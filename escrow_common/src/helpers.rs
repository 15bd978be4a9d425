use thiserror::Error;

#[derive(Debug, Clone, PartialEq, Eq, Error)]
pub enum DecimalParseError {
    #[error("'{0}' is not a decimal number")]
    NotANumber(String),
    #[error("'{0}' is too large")]
    Overflow(String),
}

/// Parse a boolean flag from a string value, or return the given default value otherwise.
pub fn parse_boolean_flag(value: Option<String>, default: bool) -> bool {
    let value = match value {
        Some(v) => v,
        None => return default,
    };
    match value.trim().to_ascii_lowercase().as_str() {
        "1" | "true" | "yes" | "on" => true,
        "0" | "false" | "no" | "off" => false,
        _ => default,
    }
}

/// Parses a plain decimal string (e.g. `"54.50"`, `"-3"`, `".5"`) into an integer scaled by `10^scale`.
///
/// Digits beyond `scale` decimal places are rounded half-up (away from zero on the magnitude), so with `scale = 2`,
/// `"0.505"` becomes `51` and `"0.5049"` becomes `50`. Exponents, thousands separators and currency symbols are
/// rejected.
pub fn parse_decimal(value: &str, scale: u32) -> Result<i64, DecimalParseError> {
    let err = || DecimalParseError::NotANumber(value.to_string());
    let overflow = || DecimalParseError::Overflow(value.to_string());
    let s = value.trim();
    let (negative, digits) = match s.strip_prefix('-') {
        Some(rest) => (true, rest),
        None => (false, s.strip_prefix('+').unwrap_or(s)),
    };
    let (whole, frac) = digits.split_once('.').unwrap_or((digits, ""));
    if whole.is_empty() && frac.is_empty() {
        return Err(err());
    }
    if !whole.bytes().all(|b| b.is_ascii_digit()) || !frac.bytes().all(|b| b.is_ascii_digit()) {
        return Err(err());
    }
    let factor = 10i64.checked_pow(scale).ok_or_else(overflow)?;
    let whole_val = if whole.is_empty() { 0 } else { whole.parse::<i64>().map_err(|_| overflow())? };
    let kept = frac.len().min(scale as usize);
    let mut frac_val = 0i64;
    for b in frac.bytes().take(kept) {
        frac_val = frac_val * 10 + i64::from(b - b'0');
    }
    frac_val *= 10i64.pow(scale - kept as u32);
    let round_up = frac.as_bytes().get(scale as usize).map(|b| *b >= b'5').unwrap_or(false);
    let mut total = whole_val.checked_mul(factor).and_then(|v| v.checked_add(frac_val)).ok_or_else(overflow)?;
    if round_up {
        total = total.checked_add(1).ok_or_else(overflow)?;
    }
    Ok(if negative { -total } else { total })
}

#[cfg(test)]
mod test {
    use super::*;

    #[test]
    fn boolean_flags() {
        assert!(parse_boolean_flag(Some("Yes".into()), false));
        assert!(!parse_boolean_flag(Some(" off ".into()), true));
        assert!(parse_boolean_flag(Some("maybe".into()), true));
        assert!(!parse_boolean_flag(None, false));
    }

    #[test]
    fn decimals() {
        assert_eq!(parse_decimal("54.50", 2), Ok(5450));
        assert_eq!(parse_decimal("54.5", 2), Ok(5450));
        assert_eq!(parse_decimal("54", 2), Ok(5400));
        assert_eq!(parse_decimal(".5", 2), Ok(50));
        assert_eq!(parse_decimal("-3.10", 2), Ok(-310));
        assert_eq!(parse_decimal("0.03", 4), Ok(300));
    }

    #[test]
    fn decimals_round_half_up() {
        assert_eq!(parse_decimal("0.505", 2), Ok(51));
        assert_eq!(parse_decimal("0.5049", 2), Ok(50));
        assert_eq!(parse_decimal("1.995", 2), Ok(200));
        assert_eq!(parse_decimal("-1.995", 2), Ok(-200));
    }

    #[test]
    fn bad_decimals() {
        assert!(matches!(parse_decimal("", 2), Err(DecimalParseError::NotANumber(_))));
        assert!(matches!(parse_decimal(".", 2), Err(DecimalParseError::NotANumber(_))));
        assert!(matches!(parse_decimal("1e5", 2), Err(DecimalParseError::NotANumber(_))));
        assert!(matches!(parse_decimal("$12", 2), Err(DecimalParseError::NotANumber(_))));
        assert!(matches!(parse_decimal("1.2.3", 2), Err(DecimalParseError::NotANumber(_))));
        assert!(matches!(parse_decimal("99999999999999999999", 2), Err(DecimalParseError::Overflow(_))));
    }
}
use std::{fmt::Debug, sync::Arc};

use chrono::{DateTime, Utc};
use log::*;

use crate::{
    db_types::{
        AuthorRole,
        Cents,
        Decision,
        Dispute,
        DisputeId,
        DisputeMessage,
        DisputeReason,
        DisputeStatus,
        NewDispute,
        Party,
        Priority,
        Resolution,
        Transaction,
        TransactionId,
        TransactionStatus,
    },
    events::{
        DisputeOpenedEvent,
        DisputeResolvedEvent,
        EventProducers,
        TransactionCompletedEvent,
        TransactionRefundedEvent,
    },
    helpers::{Clock, SystemClock},
    settlement_api::SettlementConfig,
    traits::{DisputeManagement, DisputeUpdate, NewDisputeMessage, SettlementDatabase, SettlementError},
};

/// A staff decision on a dispute that is under review.
#[derive(Debug, Clone, PartialEq, Eq)]
pub struct DisputeDecision {
    pub decision: Decision,
    /// Only meaningful for [`Decision::BuyerFavor`]. Defaults to the full amount charged.
    pub refund_amount: Option<Cents>,
    pub reason: String,
    pub resolver_id: String,
}

impl DisputeDecision {
    pub fn new<S: Into<String>>(decision: Decision, reason: S, resolver_id: S) -> Self {
        Self { decision, refund_amount: None, reason: reason.into(), resolver_id: resolver_id.into() }
    }

    pub fn with_refund(mut self, amount: Cents) -> Self {
        self.refund_amount = Some(amount);
        self
    }
}

/// `DisputeApi` freezes transactions when a party raises a problem and settles them once staff have reviewed it.
pub struct DisputeApi<B> {
    db: B,
    clock: Arc<dyn Clock>,
    producers: EventProducers,
    dispute_window: chrono::Duration,
}

impl<B> Debug for DisputeApi<B> {
    fn fmt(&self, f: &mut std::fmt::Formatter<'_>) -> std::fmt::Result {
        write!(f, "DisputeApi")
    }
}

impl<B: Clone> Clone for DisputeApi<B> {
    fn clone(&self) -> Self {
        Self {
            db: self.db.clone(),
            clock: Arc::clone(&self.clock),
            producers: self.producers.clone(),
            dispute_window: self.dispute_window,
        }
    }
}

impl<B> DisputeApi<B> {
    pub fn new(db: B, producers: EventProducers, config: &SettlementConfig) -> Self {
        Self { db, clock: Arc::new(SystemClock), producers, dispute_window: config.dispute_window }
    }

    pub fn with_clock(mut self, clock: Arc<dyn Clock>) -> Self {
        self.clock = clock;
        self
    }

    fn now(&self) -> DateTime<Utc> {
        self.clock.now()
    }
}

fn require_text(field: &str, value: &str) -> Result<(), SettlementError> {
    if value.trim().is_empty() {
        return Err(SettlementError::validation(field, "must not be empty"));
    }
    Ok(())
}

impl<B> DisputeApi<B>
where B: SettlementDatabase + DisputeManagement
{
    /// The statuses from which `transaction` may be disputed at `now`. Completed transactions can only be disputed
    /// within the dispute window.
    fn disputable_from(&self, transaction: &Transaction, now: DateTime<Utc>) -> Vec<TransactionStatus> {
        let mut allowed = vec![
            TransactionStatus::Pending,
            TransactionStatus::Paid,
            TransactionStatus::DeliveredPendingConfirmation,
        ];
        let in_window = transaction.completed_at.map(|t| now <= t + self.dispute_window).unwrap_or(false);
        if in_window {
            allowed.push(TransactionStatus::Completed);
        }
        allowed
    }

    /// Opens a dispute against a transaction and freezes it in `disputed`.
    ///
    /// The initiator must be the buyer or the seller. The dispute's priority is derived from its reason.
    pub async fn open_dispute(
        &self,
        transaction_id: &TransactionId,
        initiator_id: &str,
        reason: DisputeReason,
        description: &str,
    ) -> Result<Dispute, SettlementError> {
        let transaction = self
            .db
            .fetch_transaction(transaction_id)
            .await?
            .ok_or_else(|| SettlementError::TransactionNotFound(transaction_id.clone()))?;
        if transaction.party_of(initiator_id).is_none() {
            return Err(SettlementError::NotAParty(initiator_id.to_string(), transaction_id.clone()));
        }
        require_text("description", description)?;
        if let Some(open) = self.db.fetch_open_dispute_for_transaction(transaction_id).await? {
            return Err(SettlementError::DisputeAlreadyOpen(transaction_id.clone(), open.id));
        }
        let now = self.now();
        let allowed = self.disputable_from(&transaction, now);
        if !allowed.contains(&transaction.status) {
            return Err(SettlementError::InvalidTransition {
                from: transaction.status,
                to: TransactionStatus::Disputed,
            });
        }
        let new_dispute = NewDispute {
            id: DisputeId::generate(),
            transaction_id: transaction_id.clone(),
            initiator_id: initiator_id.to_string(),
            reason,
            description: description.trim().to_string(),
            priority: reason.default_priority(),
            created_at: now,
        };
        let (dispute, _) = self.db.open_dispute(new_dispute, &allowed).await?;
        info!(
            "⚖️ Dispute {} ({}, {} priority) opened on transaction {transaction_id} by {initiator_id}",
            dispute.id, dispute.reason, dispute.priority
        );
        self.producers.publish_dispute_opened(DisputeOpenedEvent::new(dispute.clone())).await;
        Ok(dispute)
    }

    /// Appends a message to the dispute thread. Buyers and sellers may only post as themselves; staff may always post.
    pub async fn add_message(
        &self,
        dispute_id: &DisputeId,
        author_id: &str,
        role: AuthorRole,
        body: &str,
    ) -> Result<DisputeMessage, SettlementError> {
        require_text("author_id", author_id)?;
        require_text("body", body)?;
        let dispute = self.dispute(dispute_id).await?;
        let expected = match role {
            AuthorRole::Buyer => Some(Party::Buyer),
            AuthorRole::Seller => Some(Party::Seller),
            AuthorRole::Staff => None,
        };
        if let Some(party) = expected {
            let transaction = self
                .db
                .fetch_transaction(&dispute.transaction_id)
                .await?
                .ok_or_else(|| SettlementError::TransactionNotFound(dispute.transaction_id.clone()))?;
            if transaction.party_of(author_id) != Some(party) {
                return Err(SettlementError::NotAParty(author_id.to_string(), dispute.transaction_id));
            }
        }
        let message = NewDisputeMessage {
            dispute_id: dispute_id.clone(),
            author_id: author_id.to_string(),
            author_role: role,
            body: body.trim().to_string(),
            created_at: self.now(),
        };
        let message = self.db.insert_dispute_message(message).await?;
        debug!("⚖️ {role} {author_id} posted on dispute {dispute_id}");
        Ok(message)
    }

    /// `open | escalated → under_review`, assigning the dispute to a staff member.
    pub async fn start_review(&self, dispute_id: &DisputeId, assignee_id: &str) -> Result<Dispute, SettlementError> {
        require_text("assignee_id", assignee_id)?;
        let update =
            DisputeUpdate::new(&[DisputeStatus::Open, DisputeStatus::Escalated], DisputeStatus::UnderReview, self.now())
                .with_assignee(assignee_id.trim());
        let dispute = self.db.update_dispute_status(dispute_id, update).await?;
        info!("⚖️ Dispute {dispute_id} is under review by {assignee_id}");
        Ok(dispute)
    }

    /// `open | under_review → escalated`. Escalated disputes are always urgent.
    pub async fn escalate(&self, dispute_id: &DisputeId) -> Result<Dispute, SettlementError> {
        let update =
            DisputeUpdate::new(&[DisputeStatus::Open, DisputeStatus::UnderReview], DisputeStatus::Escalated, self.now())
                .with_priority(Priority::Urgent);
        let dispute = self.db.update_dispute_status(dispute_id, update).await?;
        warn!("⚖️ Dispute {dispute_id} has been escalated");
        Ok(dispute)
    }

    /// Resolves a dispute that is under review and settles its transaction: `refunded` for a buyer-favour decision,
    /// `completed` otherwise.
    pub async fn resolve_dispute(
        &self,
        dispute_id: &DisputeId,
        decision: DisputeDecision,
    ) -> Result<(Dispute, Transaction), SettlementError> {
        require_text("reason", &decision.reason)?;
        require_text("resolver_id", &decision.resolver_id)?;
        let dispute = self.dispute(dispute_id).await?;
        if dispute.status != DisputeStatus::UnderReview {
            return Err(SettlementError::InvalidDisputeTransition { from: dispute.status, to: DisputeStatus::Resolved });
        }
        let transaction = self
            .db
            .fetch_transaction(&dispute.transaction_id)
            .await?
            .ok_or_else(|| SettlementError::TransactionNotFound(dispute.transaction_id.clone()))?;
        let refund_amount = match (decision.decision, decision.refund_amount) {
            (Decision::BuyerFavor, requested) => {
                let total = transaction.total_charge();
                let refund = requested.unwrap_or(total);
                if !refund.is_positive() || refund > total {
                    return Err(SettlementError::validation(
                        "refund_amount",
                        format!("must be more than zero and no more than the total charge of {total}"),
                    ));
                }
                Some(refund)
            },
            (_, Some(_)) => {
                return Err(SettlementError::validation("refund_amount", "only a buyer-favour decision can refund"));
            },
            (_, None) => None,
        };
        let resolution = Resolution {
            decision: decision.decision,
            refund_amount,
            reason: decision.reason.trim().to_string(),
            resolver_id: decision.resolver_id.trim().to_string(),
            resolved_at: self.now(),
        };
        let (dispute, transaction) = self.db.resolve_dispute(dispute_id, resolution).await?;
        info!("⚖️ Dispute {dispute_id} resolved. Transaction {} is {}", transaction.id, transaction.status);
        self.producers.publish_dispute_resolved(DisputeResolvedEvent::new(dispute.clone())).await;
        match transaction.status {
            TransactionStatus::Refunded => {
                self.producers.publish_transaction_refunded(TransactionRefundedEvent::new(transaction.clone())).await
            },
            _ => {
                self.producers.publish_transaction_completed(TransactionCompletedEvent::new(transaction.clone())).await
            },
        }
        Ok((dispute, transaction))
    }

    /// `resolved → closed`. Closing a closed dispute succeeds and changes nothing.
    pub async fn close_dispute(&self, dispute_id: &DisputeId) -> Result<Dispute, SettlementError> {
        let dispute = self.db.close_dispute(dispute_id, self.now()).await?;
        debug!("⚖️ Dispute {dispute_id} is closed");
        Ok(dispute)
    }

    pub async fn dispute(&self, dispute_id: &DisputeId) -> Result<Dispute, SettlementError> {
        self.db.fetch_dispute(dispute_id).await?.ok_or_else(|| SettlementError::DisputeNotFound(dispute_id.clone()))
    }

    /// The dispute thread, oldest first.
    pub async fn messages(&self, dispute_id: &DisputeId) -> Result<Vec<DisputeMessage>, SettlementError> {
        let _ = self.dispute(dispute_id).await?;
        self.db.fetch_dispute_messages(dispute_id).await
    }

    pub async fn disputes_for_transaction(&self, id: &TransactionId) -> Result<Vec<Dispute>, SettlementError> {
        self.db.fetch_disputes_for_transaction(id).await
    }
}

***

*INSTRUCTIONS FOR THE TASK:* Track down every line of the material containing the string "TransactionStatus", and copy it.

*WRITTEN ANSWER:*
        TransactionStatus,
    fn disputable_from(&self, transaction: &Transaction, now: DateTime<Utc>) -> Vec<TransactionStatus> {
            TransactionStatus::Pending,
            TransactionStatus::Paid,
            TransactionStatus::DeliveredPendingConfirmation,
            allowed.push(TransactionStatus::Completed);
                to: TransactionStatus::Disputed,
            TransactionStatus::Refunded => {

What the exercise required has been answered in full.